- Gene Steinberg's Tech Night Owl - https://www.technightowl.live/blog -

Can Microsoft Be Saved?

All right, I recognize that the title of this article is apt to inspire a number of strange responses. After all, Microsoft is still laughing all the way to the bank, with great profits and rising sales. However, there have been troubling signs for a number of years now, although the forces of inertia just keep them going.

And, no, I do not intent to compare them to the “Energizer Bunny.”

You see, it’s perfectly clear from this vantage point that Microsoft is having more and more difficulty getting people to take them seriously. The Windows Vista rollout was an unmitigated disaster, and you almost feel that they promoted it with half a heart.

Now in the entertainment business, a movie company will keep a known clunker from the critics, boost marketing expenses, and hope that enough people will see it before they begin to talk about how bad it really is.

Microsoft, however, wouldn’t even invest in a large-scale marketing plan to launch Vista. Yes, there were TV ads, and billboards and such, but can you remember them in the way you remembered the Windows 95 rollout that featured The Rolling Stones?

In those days, people lined up to buy the latest and greatest version of Windows. Vista got a collective yawn, even from supposedly known Microsoft fanboys who complained about its sluggish performance and the woeful lack of driver compatibility.

Now Microsoft, after putting out some ridiculous spin that Vista really is a success, despite the ongoing campaigns to keep selling XP a while longer, is taking the wraps off Windows 7.

The known features, such as a touch capability and a Dock-like taskbar, seem to have been so obviously cribbed from Apple that you wonder just what Microsoft was thinking.

On the hardware front, I suppose the Xbox 360 is doing all right, but the Zune is losing what little sales momentum it had. A recent survey from the NPD Group gave them 4% of the music player market, behind SanDisk, which had 11% and Apple’s iPod, at 71%.

Indeed, Microsoft couldn’t even match the sales of the former partners it double-crossed when the Zune was introduced.

Now the Zune isn’t a bad player. In fact, it’s probably fairly decent, but it strikes you as nothing more than an attempt to imitate the iPod of two or three years ago, and tack on a few extra features to convey the illusion that it is really superior.

This is, however, pretty much what Microsoft has done all along. First promise the moon, then deliver something more down to earth with the claim that the next version will be a whole lot better.

Unfortunately, for far too long, the tech press and customers alike believed Microsoft, or they were willing to accept a product that was almost as good, even though the superior version was already on sale from another company — Apple.

When it comes to embracing the cloud, Google gets it, Microsoft doesn’t.

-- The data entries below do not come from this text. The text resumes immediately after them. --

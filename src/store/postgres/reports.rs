use async_trait::async_trait;
use sqlx::{PgPool, Postgres, QueryBuilder};

use crate::store::ports::{ReportFilter, ReportStore, RosterRow};
use crate::store::StoreError;

pub struct PgReportStore {
    pool: PgPool,
}

impl PgReportStore {
    pub fn new(pool: PgPool) -> Self {
        Self { pool }
    }
}

#[async_trait]
impl ReportStore for PgReportStore {
    async fn roster_rows(
        &self,
        filter: &ReportFilter,
        with_grades: bool,
    ) -> Result<Vec<RosterRow>, StoreError> {
        let mut qb: QueryBuilder<Postgres> = QueryBuilder::new(
            "SELECT c.course_no, c.name AS course_name, \
                    st.staff_no AS teacher_no, st.name AS teacher_name, \
                    c.hours, c.credits, c.class_time, c.class_location, c.exam_time, \
                    s.student_no, s.name AS student_name, s.gender, ",
        );

        // Roster without grades forces all score fields null; every enrolled
        // student still appears.
        if with_grades {
            qb.push("g.usual_score, g.exam_score, g.final_score");
        } else {
            qb.push("NULL::FLOAT8 AS usual_score, NULL::FLOAT8 AS exam_score, NULL::FLOAT8 AS final_score");
        }

        qb.push(
            " FROM enrollments e \
              JOIN students s ON s.id = e.student_id \
              JOIN courses c ON c.id = e.course_id \
              JOIN staff st ON st.id = c.teacher_id",
        );

        if with_grades {
            qb.push(" LEFT JOIN grades g ON g.student_id = s.id AND g.course_id = c.id");
        }

        qb.push(" WHERE 1=1");

        if let Some(course_no) = &filter.course_no {
            qb.push(" AND c.course_no = ").push_bind(course_no.clone());
        }
        if let Some(course_name) = &filter.course_name {
            qb.push(" AND c.name ILIKE ")
                .push_bind(format!("%{}%", course_name));
        }
        if let Some(teacher_name) = &filter.teacher_name {
            qb.push(" AND st.name ILIKE ")
                .push_bind(format!("%{}%", teacher_name));
        }
        if let Some(dept_no) = &filter.dept_no {
            // dept_no selects courses taught by that department's staff, not
            // the students' department.
            qb.push(
                " AND EXISTS (SELECT 1 FROM departments td \
                  WHERE td.id = st.dept_id AND td.dept_no = ",
            )
            .push_bind(dept_no.clone());
            qb.push(")");
        }

        qb.push(" ORDER BY c.course_no ASC, s.student_no ASC");

        let rows = qb
            .build_query_as::<RosterRow>()
            .fetch_all(&self.pool)
            .await?;

        Ok(rows)
    }
}
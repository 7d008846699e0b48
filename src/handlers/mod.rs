pub mod auth;
pub mod enrollments;
pub mod grades;
pub mod health;
pub mod reports;

/// Treats empty query-string values the same as absent ones.
pub(crate) fn non_empty(value: Option<String>) -> Option<String> {
    value.filter(|v| !v.is_empty())
}
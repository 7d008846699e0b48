use axum::{
    http::StatusCode,
    response::{IntoResponse, Json, Response},
};
use serde::Serialize;
use serde_json::json;

/// Wrapper for API responses that adds the success envelope.
#[derive(Debug)]
pub struct ApiResponse<T: Serialize> {
    pub data: T,
    pub status_code: Option<StatusCode>,
}

impl<T: Serialize> ApiResponse<T> {
    pub fn success(data: T) -> Self {
        Self {
            data,
            status_code: None,
        }
    }

    pub fn with_status(data: T, status_code: StatusCode) -> Self {
        Self {
            data,
            status_code: Some(status_code),
        }
    }

    pub fn created(data: T) -> Self {
        Self::with_status(data, StatusCode::CREATED)
    }
}

impl<T: Serialize> IntoResponse for ApiResponse<T> {
    fn into_response(self) -> Response {
        let status = self.status_code.unwrap_or(StatusCode::OK);

        let data_value = match serde_json::to_value(&self.data) {
            Ok(value) => value,
            Err(e) => {
                tracing::error!("Failed to serialize response data: {}", e);
                return (
                    StatusCode::INTERNAL_SERVER_ERROR,
                    Json(json!({
                        "success": false,
                        "error": "Failed to serialize response data"
                    })),
                )
                    .into_response();
            }
        };

        let envelope = json!({
            "success": true,
            "data": data_value
        });

        (status, Json(envelope)).into_response()
    }
}

pub type ApiResult<T> = Result<ApiResponse<T>, crate::error::ApiError>;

In fact, their efforts were so pathetic they actually believed that buying Yahoo would somehow turn things around. What a colossal waste of money! Yes, the effort to make this transaction happen have failed so far, but never say never.

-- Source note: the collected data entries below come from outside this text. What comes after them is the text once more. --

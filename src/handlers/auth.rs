use axum::{extract::State, Extension, Json};
use serde::Deserialize;

use crate::domain::Principal;
use crate::middleware::response::{ApiResponse, ApiResult};
use crate::services::auth::{LoginResponse, UserSummary};
use crate::state::AppState;

#[derive(Debug, Deserialize)]
pub struct LoginRequest {
    #[serde(default)]
    pub username: String,
    #[serde(default)]
    pub password: String,
}

/// POST /api/v1/auth/login
pub async fn login(
    State(state): State<AppState>,
    Json(req): Json<LoginRequest>,
) -> ApiResult<LoginResponse> {
    let resp = state.auth.login(&req.username, &req.password).await?;
    Ok(ApiResponse::success(resp))
}

/// GET /api/v1/auth/me
pub async fn me(
    State(state): State<AppState>,
    Extension(principal): Extension<Principal>,
) -> ApiResult<UserSummary> {
    let user = state.auth.current_user(principal.user_id).await?;
    Ok(ApiResponse::success(user))
}
use sqlx::postgres::PgPoolOptions;
use sqlx::PgPool;
use std::time::Duration;
use thiserror::Error;
use tracing::info;

use crate::config::DatabaseConfig;

pub mod ports;
pub mod postgres;

/// Errors from the storage layer. Everything here surfaces upward as the
/// opaque DB error kind; the original cause stays available for logs.
#[derive(Debug, Error)]
pub enum StoreError {
    #[error(transparent)]
    Sqlx(#[from] sqlx::Error),

    #[error("store error: {0}")]
    Backend(String),
}

/// Build the shared connection pool from configuration.
pub async fn connect(cfg: &DatabaseConfig) -> Result<PgPool, StoreError> {
    let pool = PgPoolOptions::new()
        .max_connections(cfg.max_connections)
        .acquire_timeout(Duration::from_secs(cfg.connect_timeout_secs))
        .connect(&cfg.url)
        .await?;

    info!("Created database pool (max_connections={})", cfg.max_connections);
    Ok(pool)
}

/// Ping the pool to confirm connectivity.
pub async fn health_check(pool: &PgPool) -> Result<(), StoreError> {
    sqlx::query("SELECT 1").execute(pool).await?;
    Ok(())
}
use serde::{Deserialize, Serialize};
use std::collections::HashMap;
use std::sync::Arc;
use tracing::info;

use crate::domain::{Principal, Role, MAX_CREDITS_PER_TERM};
use crate::services::error::ServiceError;
use crate::store::ports::{
    CourseStore, EnrollmentFilter, EnrollmentRow, EnrollmentStore, Page, StudentStore, TermStore,
    UserStore,
};

#[derive(Debug, Clone, Default, Deserialize)]
pub struct EnrollRequest {
    #[serde(default)]
    pub term_code: String,
    pub student_no: Option<String>,
    #[serde(default)]
    pub student_nos: Vec<String>,
    #[serde(default)]
    pub course_nos: Vec<String>,
}

#[derive(Debug, Clone, Serialize)]
pub struct EnrollOutcome {
    pub student_id: i64,
    pub term_id: i64,
    pub course_ids: Vec<i64>,
}

#[derive(Debug, Serialize)]
pub struct EnrollmentListResult {
    pub items: Vec<EnrollmentRow>,
    pub total: i64,
    pub page: i64,
    pub size: i64,
}

/// Enrollment engine: validates requests against the credit cap and the
/// duplicate rule, commits one transaction per student, and handles the
/// cascading delete of enrollment plus grade.
pub struct EnrollmentService {
    terms: Arc<dyn TermStore>,
    courses: Arc<dyn CourseStore>,
    students: Arc<dyn StudentStore>,
    users: Arc<dyn UserStore>,
    enrollments: Arc<dyn EnrollmentStore>,
}

impl EnrollmentService {
    pub fn new(
        terms: Arc<dyn TermStore>,
        courses: Arc<dyn CourseStore>,
        students: Arc<dyn StudentStore>,
        users: Arc<dyn UserStore>,
        enrollments: Arc<dyn EnrollmentStore>,
    ) -> Self {
        Self {
            terms,
            courses,
            students,
            users,
            enrollments,
        }
    }

    pub async fn list(
        &self,
        filter: EnrollmentFilter,
        page: i64,
        page_size: i64,
    ) -> Result<EnrollmentListResult, ServiceError> {
        let page = if page <= 0 { 1 } else { page };
        let size = if page_size <= 0 { 20 } else { page_size };

        let (items, total) = self
            .enrollments
            .list(&filter, Page { page, size })
            .await?;

        Ok(EnrollmentListResult {
            items,
            total,
            page,
            size,
        })
    }

    /// Role-scoped listing: students see their own enrollments via the bound
    /// student id, admins and teachers pass an explicit student_no.
    pub async fn list_for_student(
        &self,
        principal: &Principal,
        student_no: Option<&str>,
    ) -> Result<Vec<EnrollmentRow>, ServiceError> {
        let student_id = match principal.role {
            Role::Student => self.bound_student_id(principal.user_id).await?,
            Role::Admin | Role::Teacher => {
                let student_no = match student_no {
                    Some(no) if !no.is_empty() => no,
                    _ => return Err(ServiceError::MissingRequired("student_no")),
                };
                self.students
                    .find_by_no(student_no)
                    .await?
                    .ok_or_else(|| {
                        ServiceError::StudentNotFound(format!("student not found: {}", student_no))
                    })?
                    .id
            }
        };

        Ok(self.enrollments.list_by_student(student_id).await?)
    }

    pub async fn enroll(
        &self,
        req: EnrollRequest,
        principal: &Principal,
    ) -> Result<Vec<EnrollOutcome>, ServiceError> {
        if req.term_code.is_empty() || req.course_nos.is_empty() {
            return Err(ServiceError::MissingRequired("term_code/course_nos"));
        }

        let term = self
            .terms
            .find_by_code(&req.term_code)
            .await?
            .ok_or(ServiceError::TermNotFound)?;

        let course_refs = self.courses.find_by_nos(&req.course_nos).await?;
        if course_refs.len() != req.course_nos.len() {
            return Err(ServiceError::CourseNotFound(
                "some courses not found".to_string(),
            ));
        }

        let course_ids: Vec<i64> = course_refs.iter().map(|c| c.id).collect();
        let course_credits: HashMap<i64, i32> =
            course_refs.iter().map(|c| (c.id, c.credits)).collect();

        let student_ids = self.resolve_target_students(&req, principal).await?;

        // One transaction per student: a failure aborts that student's unit
        // and stops the loop, but students already committed stay committed.
        let mut results = Vec::with_capacity(student_ids.len());
        for student_id in student_ids {
            let mut unit = self.enrollments.begin().await?;
            unit.lock_student_term(student_id, term.id).await?;

            let current_credits = unit.enrolled_credits(student_id, term.id).await?;

            let duplicates = unit.count_enrolled(student_id, &course_ids).await?;
            if duplicates > 0 {
                return Err(ServiceError::DuplicateEnrollment);
            }

            let add_credits: i32 = course_ids
                .iter()
                .map(|id| course_credits.get(id).copied().unwrap_or(0))
                .sum();
            if current_credits + add_credits > MAX_CREDITS_PER_TERM {
                return Err(ServiceError::CreditLimitExceeded);
            }

            unit.insert_enrollments(student_id, term.id, &course_ids)
                .await?;
            unit.commit().await?;

            info!(
                student_id,
                term_id = term.id,
                courses = course_ids.len(),
                "enrollment committed"
            );

            results.push(EnrollOutcome {
                student_id,
                term_id: term.id,
                course_ids: course_ids.clone(),
            });
        }

        Ok(results)
    }

    /// Deletes the enrollment and, in the same transaction, any grade row
    /// for the same (student, course) pair.
    pub async fn delete(&self, id: i64, principal: &Principal) -> Result<(), ServiceError> {
        let enrollment = self
            .enrollments
            .find_by_id(id)
            .await?
            .ok_or(ServiceError::NotFound("enrollment not found"))?;

        match principal.role {
            Role::Admin => {}
            Role::Student => {
                let bound = self.bound_student_id(principal.user_id).await?;
                if bound != enrollment.student_id {
                    return Err(ServiceError::Forbidden("forbidden"));
                }
            }
            _ => return Err(ServiceError::Forbidden("forbidden")),
        }

        let mut unit = self.enrollments.begin().await?;
        let purged = unit
            .delete_grades(enrollment.student_id, enrollment.course_id)
            .await?;
        unit.delete_enrollment(enrollment.id).await?;
        unit.commit().await?;

        info!(enrollment_id = id, grades_purged = purged, "enrollment deleted");
        Ok(())
    }

    async fn resolve_target_students(
        &self,
        req: &EnrollRequest,
        principal: &Principal,
    ) -> Result<Vec<i64>, ServiceError> {
        match principal.role {
            Role::Admin => {
                let student_nos: Vec<String> = if !req.student_nos.is_empty() {
                    req.student_nos.clone()
                } else {
                    match &req.student_no {
                        Some(no) if !no.is_empty() => vec![no.clone()],
                        _ => {
                            return Err(ServiceError::MissingRequired(
                                "student_no/student_nos",
                            ))
                        }
                    }
                };

                let students = self.students.find_by_nos(&student_nos).await?;
                if students.len() != student_nos.len() {
                    return Err(ServiceError::StudentNotFound(
                        "some students not found".to_string(),
                    ));
                }
                Ok(students.iter().map(|s| s.id).collect())
            }
            // A student enrolls themselves only; any submitted student_no or
            // student_nos fields are ignored.
            Role::Student => Ok(vec![self.bound_student_id(principal.user_id).await?]),
            _ => Err(ServiceError::Forbidden("forbidden")),
        }
    }

    async fn bound_student_id(&self, user_id: i64) -> Result<i64, ServiceError> {
        self.users
            .find_by_id(user_id)
            .await?
            .and_then(|u| u.student_id)
            .ok_or(ServiceError::StudentNotBound)
    }
}
// Coarse role gates applied at the route layer, mirroring the per-group
// access rules: fine-grained ownership checks stay in the services.
use axum::{extract::Request, middleware::Next, response::Response, Extension};

use crate::domain::{Principal, Role};
use crate::error::ApiError;

fn require(principal: &Principal, allowed: &[Role]) -> Result<(), ApiError> {
    if allowed.contains(&principal.role) {
        Ok(())
    } else {
        Err(ApiError::forbidden("insufficient role"))
    }
}

/// Enrollment writes: admins enroll anyone, students enroll themselves.
pub async fn require_enroll_writer(
    Extension(principal): Extension<Principal>,
    request: Request,
    next: Next,
) -> Result<Response, ApiError> {
    require(&principal, &[Role::Admin, Role::Student])?;
    Ok(next.run(request).await)
}

/// Grade writes: admins and teachers (teacher course ownership is enforced
/// in the grade service).
pub async fn require_grade_writer(
    Extension(principal): Extension<Principal>,
    request: Request,
    next: Next,
) -> Result<Response, ApiError> {
    require(&principal, &[Role::Admin, Role::Teacher])?;
    Ok(next.run(request).await)
}

/// Roster and grade reports: admins and teachers.
pub async fn require_report_reader(
    Extension(principal): Extension<Principal>,
    request: Request,
    next: Next,
) -> Result<Response, ApiError> {
    require(&principal, &[Role::Admin, Role::Teacher])?;
    Ok(next.run(request).await)
}
use serde::Serialize;
use std::sync::Arc;
use tracing::info;

use crate::auth::{generate_jwt, Claims};
use crate::services::error::ServiceError;
use crate::store::ports::UserStore;

#[derive(Debug, Clone, Serialize)]
pub struct UserSummary {
    pub id: i64,
    pub username: String,
    pub role: String,
    #[serde(skip_serializing_if = "Option::is_none")]
    pub student_id: Option<i64>,
    #[serde(skip_serializing_if = "Option::is_none")]
    pub staff_id: Option<i64>,
}

#[derive(Debug, Serialize)]
pub struct LoginResponse {
    pub token: String,
    pub user: UserSummary,
}

/// Credential check and token issuance. The rest of the system only ever
/// sees the verified (role, user_id) principal the middleware extracts.
pub struct AuthService {
    users: Arc<dyn UserStore>,
}

impl AuthService {
    pub fn new(users: Arc<dyn UserStore>) -> Self {
        Self { users }
    }

    pub async fn login(
        &self,
        username: &str,
        password: &str,
    ) -> Result<LoginResponse, ServiceError> {
        if username.is_empty() || password.is_empty() {
            return Err(ServiceError::MissingRequired("username/password"));
        }

        let user = self
            .users
            .find_by_username(username)
            .await?
            .ok_or(ServiceError::InvalidCredentials)?;

        let valid = bcrypt::verify(password, &user.password_hash).unwrap_or(false);
        if !valid {
            return Err(ServiceError::InvalidCredentials);
        }

        let token = generate_jwt(Claims::new(user.id, user.role.clone()))
            .map_err(ServiceError::TokenSign)?;

        info!(user_id = user.id, role = %user.role, "login succeeded");

        Ok(LoginResponse {
            token,
            user: UserSummary {
                id: user.id,
                username: user.username,
                role: user.role,
                student_id: user.student_id,
                staff_id: user.staff_id,
            },
        })
    }

    pub async fn current_user(&self, user_id: i64) -> Result<UserSummary, ServiceError> {
        let user = self
            .users
            .find_by_id(user_id)
            .await?
            .ok_or(ServiceError::NotFound("user not found"))?;

        Ok(UserSummary {
            id: user.id,
            username: user.username,
            role: user.role,
            student_id: user.student_id,
            staff_id: user.staff_id,
        })
    }
}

But who is responsible for Microsoft’s also-ran status when it comes to innovation? Well, with BIll Gates essentially gone, you have to place the blame squarely on the shoulders of Steve Ballmer, who easily conveys the impression that he has lost most of his senses.

He can scream, cajole, and boast, but he has no clue about innovation, and it seems to me that most of the members of Microsoft’s senior management simply don’t have the smarts to turn the company around before it begins an inevitable decline.

Beneath the executive levels, I’m certain that Microsoft has thousands of brilliant engineers and marketers who would be able to deliver incredibly compelling products if only given the chance. The question is whether the leadership can prove the leadership they need to harness their creativity, rather than build more overpriced junk.

Surely, after squandering billions of dollars, Microsoft’s management must understand something is wrong in Redmond and that things need to change to keep the ship on course. Large corporations go through ups and downs over the years, and it is certainly possible for the world’s largest software developer to take a new direction and become a true competitor, one that can win in the marketplace, rather than with deception, with bait and switch.

The question is whether Microsoft will wake up and realize something is wrong, or will continue to fiddle while everything around them goes up in flames.